Threat Actors Using More Novel Tools

On average, threat actors deployed approximately 11.5 attacks per minute during the period observed in the report, including roughly 1.7 novel malware samples per minute. This represents a 13% increase from the previous reporting period’s average of 1.5 new samples per minute.

This “demonstrates that attackers are diversifying their tooling in an attempt to bypass defensive controls, especially those legacy solutions based on signatures and hashes,” reads the report.

While the public sector was the industry that saw the most innovative tools and exploits used against it, it ranked second in the total number of attacks. The healthcare sector recorded 109,922 attacks stopped by BlackBerry in the second quarter of 2023.

“Medical records, social security numbers, credit card details are valuable data points – essentially ‘catnip’ for online criminals -- and healthcare organizations are bursting at the seams with them,” Bestuzhev said.

He added that the increasing number of cyber-attacks against this sector is particularly concerning because every successful attack can have serious consequences, including the loss or sale of sensitive patient data to malicious entities and even direct physical harm to patients.

“Restoring access to data and systems can literally be a life-or-death situation,” he said.

According to a previous BlackBerry report, budget constraints, a lack of incident response planning, limited detection capabilities, alert fatigue, and a cybersecurity talent gap are among the top cybersecurity obstacles reported in the healthcare sector. 

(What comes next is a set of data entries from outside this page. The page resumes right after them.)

#[async_trait]
impl ContentStore for MongoStore {
    async fn create_video(&self, video: NewVideo) -> Result<Video, ApiError> {
        let now = Utc::now();
        let record = Video {
            id: ObjectId::new(),
            owner: video.owner,
            video_file: video.video_file,
            thumbnail: video.thumbnail,
            title: video.title,
            description: video.description,
            duration: video.duration,
            views: 0,
            is_published: false,
            created_at: now,
            updated_at: now,
        };
        self.videos
            .insert_one(&record, None)
            .await
            .map_err(internal)?;
        Ok(record)
    }

    async fn find_video(&self, id: ObjectId) -> Result<Option<Video>, ApiError> {
        self.videos
            .find_one(doc! {"_id": id}, None)
            .await
            .map_err(internal)
    }

    async fn find_videos_by_ids(&self, ids: &[ObjectId]) -> Result<Vec<Video>, ApiError> {
        if ids.is_empty() {
            return Ok(Vec::new());
        }
        let cursor = self
            .videos
            .find(doc! {"_id": {"$in": ids.to_vec()}}, None)
            .await
            .map_err(internal)?;
        collect(cursor).await
    }

    async fn list_videos(&self, filter: VideoListFilter) -> Result<Vec<Video>, ApiError> {
        let mut query = doc! {"is_published": true};
        if let Some(owner) = filter.owner {
            query.insert("owner", owner);
        }
        if let Some(search) = &filter.search {
            query.insert(
                "$or",
                vec![
                    doc! {"title": {"$regex": search, "$options": "i"}},
                    doc! {"description": {"$regex": search, "$options": "i"}},
                ],
            );
        }
        let skip = (filter.page.saturating_sub(1)) * filter.limit;
        let options = FindOptions::builder()
            .sort(video_sort_doc(filter.sort_key, filter.direction))
            .skip(skip)
            .limit(filter.limit as i64)
            .build();
        let cursor = self.videos.find(query, options).await.map_err(internal)?;
        collect(cursor).await
    }

    async fn update_video(&self, id: ObjectId, update: VideoUpdate) -> Result<Video, ApiError> {
        let mut set = doc! {
            "title": &update.title,
            "description": &update.description,
            "updated_at": Utc::now().timestamp(),
        };
        if let Some(thumbnail) = &update.thumbnail {
            set.insert("thumbnail", thumbnail.as_str());
        }
        let options = FindOneAndUpdateOptions::builder()
            .return_document(ReturnDocument::After)
            .build();
        self.videos
            .find_one_and_update(doc! {"_id": id}, doc! {"$set": set}, options)
            .await
            .map_err(internal)?
            .ok_or_else(|| ApiError::not_found("video not found"))
    }

    async fn set_published(&self, id: ObjectId, published: bool) -> Result<Video, ApiError> {
        let change = doc! {"$set": {
            "is_published": published,
            "updated_at": Utc::now().timestamp(),
        }};
        let options = FindOneAndUpdateOptions::builder()
            .return_document(ReturnDocument::After)
            .build();
        self.videos
            .find_one_and_update(doc! {"_id": id}, change, options)
            .await
            .map_err(internal)?
            .ok_or_else(|| ApiError::not_found("video not found"))
    }

    async fn delete_video(&self, id: ObjectId) -> Result<(), ApiError> {
        self.videos
            .delete_one(doc! {"_id": id}, None)
            .await
            .map_err(internal)?;
        self.likes
            .delete_many(doc! {"video": id}, None)
            .await
            .map_err(internal)?;
        self.comments
            .delete_many(doc! {"video": id}, None)
            .await
            .map_err(internal)?;
        Ok(())
    }

    async fn increment_views(&self, id: ObjectId) -> Result<(), ApiError> {
        self.videos
            .update_one(doc! {"_id": id}, doc! {"$inc": {"views": 1}}, None)
            .await
            .map_err(internal)?;
        Ok(())
    }

    async fn latest_video_by_owner(&self, owner: ObjectId) -> Result<Option<Video>, ApiError> {
        // Insertion order, not created_at: ObjectIds are monotonic per process
        // and match the reference's "last element" semantics.
        let options = FindOneOptions::builder().sort(doc! {"_id": -1}).build();
        self.videos
            .find_one(doc! {"owner": owner}, options)
            .await
            .map_err(internal)
    }

    async fn find_like(
        &self,
        video: ObjectId,
        user: ObjectId,
    ) -> Result<Option<Like>, ApiError> {
        self.likes
            .find_one(doc! {"video": video, "liked_by": user}, None)
            .await
            .map_err(internal)
    }

    async fn create_like(&self, video: ObjectId, user: ObjectId) -> Result<Like, ApiError> {
        let like = Like {
            id: ObjectId::new(),
            video,
            liked_by: user,
            created_at: Utc::now(),
        };
        match self.likes.insert_one(&like, None).await {
            Ok(_) => Ok(like),
            Err(e) if is_duplicate_key(&e) => Err(ApiError::conflict("already liked")),
            Err(e) => Err(internal(e)),
        }
    }

    async fn delete_like(&self, video: ObjectId, user: ObjectId) -> Result<bool, ApiError> {
        let result = self
            .likes
            .delete_one(doc! {"video": video, "liked_by": user}, None)
            .await
            .map_err(internal)?;
        Ok(result.deleted_count > 0)
    }

    async fn count_likes(&self, video: ObjectId) -> Result<u64, ApiError> {
        self.likes
            .count_documents(doc! {"video": video}, None)
            .await
            .map_err(internal)
    }

    async fn list_liked_videos(&self, user: ObjectId) -> Result<Vec<Video>, ApiError> {
        let options = FindOptions::builder().sort(doc! {"_id": -1}).build();
        let cursor = self
            .likes
            .find(doc! {"liked_by": user}, options)
            .await
            .map_err(internal)?;
        let likes = collect(cursor).await?;
        let video_ids: Vec<ObjectId> = likes.iter().map(|l| l.video).collect();
        let videos = self.find_videos_by_ids(&video_ids).await?;
        // Preserve like order; a like may outlive its video briefly, skip those.
        let ordered = video_ids
            .iter()
            .filter_map(|id| videos.iter().find(|v| v.id == *id).cloned())
            .collect();
        Ok(ordered)
    }

    async fn create_comment(&self, comment: NewComment) -> Result<Comment, ApiError> {
        let now = Utc::now();
        let record = Comment {
            id: ObjectId::new(),
            video: comment.video,
            owner: comment.owner,
            content: comment.content,
            created_at: now,
            updated_at: now,
        };
        self.comments
            .insert_one(&record, None)
            .await
            .map_err(internal)?;
        Ok(record)
    }

    async fn find_comment(&self, id: ObjectId) -> Result<Option<Comment>, ApiError> {
        self.comments
            .find_one(doc! {"_id": id}, None)
            .await
            .map_err(internal)
    }

    async fn list_comments(
        &self,
        video: ObjectId,
        page: u64,
        limit: u64,
    ) -> Result<Vec<Comment>, ApiError> {
        let skip = (page.saturating_sub(1)) * limit;
        let options = FindOptions::builder()
            .sort(doc! {"_id": -1})
            .skip(skip)
            .limit(limit as i64)
            .build();
        let cursor = self
            .comments
            .find(doc! {"video": video}, options)
            .await
            .map_err(internal)?;
        collect(cursor).await
    }

    async fn update_comment(&self, id: ObjectId, content: String) -> Result<Comment, ApiError> {
        let change = doc! {"$set": {
            "content": content,
            "updated_at": Utc::now().timestamp(),
        }};
        let options = FindOneAndUpdateOptions::builder()
            .return_document(ReturnDocument::After)
            .build();
        self.comments
            .find_one_and_update(doc! {"_id": id}, change, options)
            .await
            .map_err(internal)?
            .ok_or_else(|| ApiError::not_found("comment not found"))
    }

    async fn delete_comment(&self, id: ObjectId) -> Result<(), ApiError> {
        self.comments
            .delete_one(doc! {"_id": id}, None)
            .await
            .map_err(internal)?;
        Ok(())
    }

    async fn create_tweet(&self, tweet: NewTweet) -> Result<Tweet, ApiError> {
        let now = Utc::now();
        let record = Tweet {
            id: ObjectId::new(),
            owner: tweet.owner,
            content: tweet.content,
            created_at: now,
            updated_at: now,
        };
        self.tweets
            .insert_one(&record, None)
            .await
            .map_err(internal)?;
        Ok(record)
    }

    async fn find_tweet(&self, id: ObjectId) -> Result<Option<Tweet>, ApiError> {
        self.tweets
            .find_one(doc! {"_id": id}, None)
            .await
            .map_err(internal)
    }

    async fn list_tweets_by_owner(&self, owner: ObjectId) -> Result<Vec<Tweet>, ApiError> {
        let options = FindOptions::builder().sort(doc! {"_id": -1}).build();
        let cursor = self
            .tweets
            .find(doc! {"owner": owner}, options)
            .await
            .map_err(internal)?;
        collect(cursor).await
    }

    async fn update_tweet(&self, id: ObjectId, content: String) -> Result<Tweet, ApiError> {
        let change = doc! {"$set": {
            "content": content,
            "updated_at": Utc::now().timestamp(),
        }};
        let options = FindOneAndUpdateOptions::builder()
            .return_document(ReturnDocument::After)
            .build();
        self.tweets
            .find_one_and_update(doc! {"_id": id}, change, options)
            .await
            .map_err(internal)?
            .ok_or_else(|| ApiError::not_found("tweet not found"))
    }

    async fn delete_tweet(&self, id: ObjectId) -> Result<(), ApiError> {
        self.tweets
            .delete_one(doc! {"_id": id}, None)
            .await
            .map_err(internal)?;
        Ok(())
    }
}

Mobile Banking, the Financial Sector’s Achille’s Heel

The financial industry was third in relation to total number of attacks, with 17000 incidents blocked by BlackBerry over the same period.

The most prominent attacks targeting both the healthcare and financial sectors used commodity malware like Emotet, IcedID, SmokeLoader and RedLine, or botnets such as Amadey.

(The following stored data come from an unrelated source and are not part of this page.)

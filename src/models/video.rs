use crate::entities::Video;
use serde::{Deserialize, Serialize};
use utoipa::ToSchema;

#[derive(Debug, Deserialize, ToSchema)]
pub struct PublishVideoRequest {
    pub title: String,
    pub description: String,
    /// URL of the uploaded video in the media service.
    pub video_file: String,
    pub thumbnail: String,
    /// Duration in seconds, as reported by the media service.
    pub duration: f64,
}

#[derive(Debug, Deserialize, ToSchema)]
pub struct UpdateVideoRequest {
    pub title: String,
    pub description: String,
    pub thumbnail: Option<String>,
}

#[derive(Debug, Serialize, Deserialize, ToSchema)]
pub struct VideoResponse {
    pub id: String,
    pub owner_id: String,
    pub video_file: String,
    pub thumbnail: String,
    pub title: String,
    pub description: String,
    pub duration: f64,
    pub views: i64,
    pub is_published: bool,
    pub created_at: chrono::DateTime<chrono::Utc>,
}

impl From<Video> for VideoResponse {
    fn from(video: Video) -> Self {
        VideoResponse {
            id: video.id.to_hex(),
            owner_id: video.owner.to_hex(),
            video_file: video.video_file,
            thumbnail: video.thumbnail,
            title: video.title,
            description: video.description,
            duration: video.duration,
            views: video.views,
            is_published: video.is_published,
            created_at: video.created_at,
        }
    }
}

#[derive(Debug, Serialize, Deserialize, ToSchema)]
pub struct OwnerSummary {
    pub id: String,
    pub username: String,
    pub avatar: String,
}

/// Row of the public video listing.
#[derive(Debug, Serialize, Deserialize, ToSchema)]
pub struct VideoListItem {
    pub id: String,
    pub video_file: String,
    pub thumbnail: String,
    pub title: String,
    pub description: String,
    pub duration: f64,
    pub views: i64,
    pub created_at: chrono::DateTime<chrono::Utc>,
    pub owner: OwnerSummary,
}

/// Video owner as shown on the detail page, with channel-derived fields.
#[derive(Debug, Serialize, Deserialize, ToSchema)]
pub struct VideoOwnerResponse {
    pub id: String,
    pub username: String,
    pub avatar: String,
    pub subscribers_count: u64,
    pub is_subscribed: bool,
}

#[derive(Debug, Serialize, Deserialize, ToSchema)]
pub struct VideoDetailResponse {
    pub id: String,
    pub video_file: String,
    pub title: String,
    pub description: String,
    /// Value read before this fetch's own view increment.
    pub views: i64,
    pub duration: f64,
    pub created_at: chrono::DateTime<chrono::Utc>,
    pub owner: VideoOwnerResponse,
    pub likes_count: u64,
    pub is_liked: bool,
}

#[derive(Debug, Serialize, Deserialize, ToSchema)]
pub struct TogglePublishResponse {
    pub is_published: bool,
}

/// Fixed projection of a channel's most recent video.
#[derive(Debug, Serialize, Deserialize, ToSchema)]
pub struct VideoSummary {
    pub id: String,
    pub video_file: String,
    pub thumbnail: String,
    pub title: String,
    pub description: String,
    pub duration: f64,
    pub views: i64,
    pub created_at: chrono::DateTime<chrono::Utc>,
}

impl From<Video> for VideoSummary {
    fn from(video: Video) -> Self {
        VideoSummary {
            id: video.id.to_hex(),
            video_file: video.video_file,
            thumbnail: video.thumbnail,
            title: video.title,
            description: video.description,
            duration: video.duration,
            views: video.views,
            created_at: video.created_at,
        }
    }
}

Financial services institutions also face persistent threats through smartphone-centric commodity malware, ransomware attacks, and the rise of mobile banking malware targeting the growing trend of digital banking services.

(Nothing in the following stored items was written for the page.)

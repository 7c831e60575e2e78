use bcrypt::{hash, verify, DEFAULT_COST};

pub fn hash_password(password: &str) -> Result<String, anyhow::Error> {
    let hashed = hash(password, DEFAULT_COST)
        .map_err(|e| anyhow::anyhow!("Password hashing error: {:?}", e))?;
    Ok(hashed)
}

pub fn verify_password(password: &str, hash: &str) -> Result<bool, anyhow::Error> {
    match verify(password, hash) {
        Ok(is_valid) => Ok(is_valid),
        Err(_) => Ok(false),
    }
}

#[cfg(test)]
mod tests {
    use super::*;

    #[test]
    fn hash_then_verify() {
        let hashed = hash_password("s3cret").unwrap();
        assert!(verify_password("s3cret", &hashed).unwrap());
        assert!(!verify_password("wrong", &hashed).unwrap());
    }

    #[test]
    fn verify_tolerates_garbage_hash() {
        assert!(!verify_password("s3cret", "not-a-bcrypt-hash").unwrap());
    }
}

These findings align with another report on ransomware attacks published the same day by Barracuda Networks.

Read more: Education Sector Has Highest Share of Ransomware Victims

Not Your Average APTs: Indian Threat Group Targeted Pakistan and Turkey

While Russia-backed Fancy Bear (APT28) and the North Korea-backed Lazarus Group (APT38) were the most active threat actors targeting BlackBerry’s customers across the second quarter of 2023, the BlackBerry Threat Research and Intelligence team observed some lesser-known nation-state actors.

In early May, BlackBerry published findings which uncovered campaigns by the advanced persistent threat (APT) group SideWinder, believed to originate in India.

One campaign focused on Pakistani government targets and was delivered by a complex execution chain that relied on phishing emails and weaponized documents that exploited the CVE-2017-019960 vulnerability to perform remote template injection. Another one seemed to target Turkey.

“This campaign’s timing overlapped with geopolitical events in the region, notably Turkey’s public support of Pakistan in its dispute with India over Kashmir,” reads the report.

In May, BlackBerry also discovered a new threat group called Rhysida that intended to attack Chile’s army using ransomware. “The details of the attack have not been fully disclosed, but an army corporal has been arrested for alleged involvement in the ransomware attack,” BlackBerry notes in the report.